Below is a listing; give only the number of its lines that contain the word "Duration".
=== DATA SHOWN ===
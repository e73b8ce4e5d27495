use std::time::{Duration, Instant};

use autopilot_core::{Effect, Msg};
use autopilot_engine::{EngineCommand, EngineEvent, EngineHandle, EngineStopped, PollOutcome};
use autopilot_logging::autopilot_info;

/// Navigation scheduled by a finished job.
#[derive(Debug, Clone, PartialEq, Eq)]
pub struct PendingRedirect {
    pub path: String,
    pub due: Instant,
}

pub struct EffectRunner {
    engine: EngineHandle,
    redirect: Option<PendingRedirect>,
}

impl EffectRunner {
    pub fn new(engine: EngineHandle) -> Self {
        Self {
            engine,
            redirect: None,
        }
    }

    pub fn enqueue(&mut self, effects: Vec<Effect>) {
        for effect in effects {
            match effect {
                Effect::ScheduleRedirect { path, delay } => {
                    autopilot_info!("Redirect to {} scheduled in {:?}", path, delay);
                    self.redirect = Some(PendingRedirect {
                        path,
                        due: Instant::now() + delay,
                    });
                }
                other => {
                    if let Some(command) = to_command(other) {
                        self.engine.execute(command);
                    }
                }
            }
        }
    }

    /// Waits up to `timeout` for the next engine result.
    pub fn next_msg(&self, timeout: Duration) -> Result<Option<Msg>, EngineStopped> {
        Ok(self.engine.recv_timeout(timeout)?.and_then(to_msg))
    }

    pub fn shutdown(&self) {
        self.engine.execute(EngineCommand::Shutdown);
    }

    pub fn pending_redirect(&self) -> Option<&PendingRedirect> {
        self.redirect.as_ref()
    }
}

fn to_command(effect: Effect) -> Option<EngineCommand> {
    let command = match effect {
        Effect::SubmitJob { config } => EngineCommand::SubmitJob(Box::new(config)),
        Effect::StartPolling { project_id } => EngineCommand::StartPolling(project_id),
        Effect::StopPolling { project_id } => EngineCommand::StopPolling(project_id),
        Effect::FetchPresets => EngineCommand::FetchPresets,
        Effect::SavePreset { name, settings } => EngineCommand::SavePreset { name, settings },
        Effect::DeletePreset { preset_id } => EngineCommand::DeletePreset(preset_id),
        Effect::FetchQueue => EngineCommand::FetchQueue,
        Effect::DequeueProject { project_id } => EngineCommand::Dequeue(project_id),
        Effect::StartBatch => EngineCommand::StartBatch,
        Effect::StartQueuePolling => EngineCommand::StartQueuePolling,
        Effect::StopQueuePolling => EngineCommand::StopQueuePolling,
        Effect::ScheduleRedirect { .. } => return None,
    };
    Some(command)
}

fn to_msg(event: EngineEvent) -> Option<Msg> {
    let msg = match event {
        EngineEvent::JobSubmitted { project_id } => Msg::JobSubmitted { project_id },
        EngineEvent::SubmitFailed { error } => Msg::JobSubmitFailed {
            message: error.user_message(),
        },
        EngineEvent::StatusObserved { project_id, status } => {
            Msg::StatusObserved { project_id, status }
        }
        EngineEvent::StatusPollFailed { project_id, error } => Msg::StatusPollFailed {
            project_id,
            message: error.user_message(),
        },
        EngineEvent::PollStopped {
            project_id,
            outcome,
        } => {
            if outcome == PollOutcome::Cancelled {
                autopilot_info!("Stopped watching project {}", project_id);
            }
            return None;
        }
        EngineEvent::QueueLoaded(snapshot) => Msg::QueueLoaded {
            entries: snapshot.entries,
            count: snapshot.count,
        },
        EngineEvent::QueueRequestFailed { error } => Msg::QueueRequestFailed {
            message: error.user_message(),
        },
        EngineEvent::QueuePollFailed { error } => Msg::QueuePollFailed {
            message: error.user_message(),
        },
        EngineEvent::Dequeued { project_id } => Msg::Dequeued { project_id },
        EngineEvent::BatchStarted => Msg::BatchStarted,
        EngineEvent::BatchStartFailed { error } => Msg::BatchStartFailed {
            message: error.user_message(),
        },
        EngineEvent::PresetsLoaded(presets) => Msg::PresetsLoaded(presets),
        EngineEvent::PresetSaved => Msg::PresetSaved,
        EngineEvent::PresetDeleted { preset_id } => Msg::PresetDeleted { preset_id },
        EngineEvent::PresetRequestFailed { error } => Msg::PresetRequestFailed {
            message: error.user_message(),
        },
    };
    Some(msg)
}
===
TASK RESULT =
2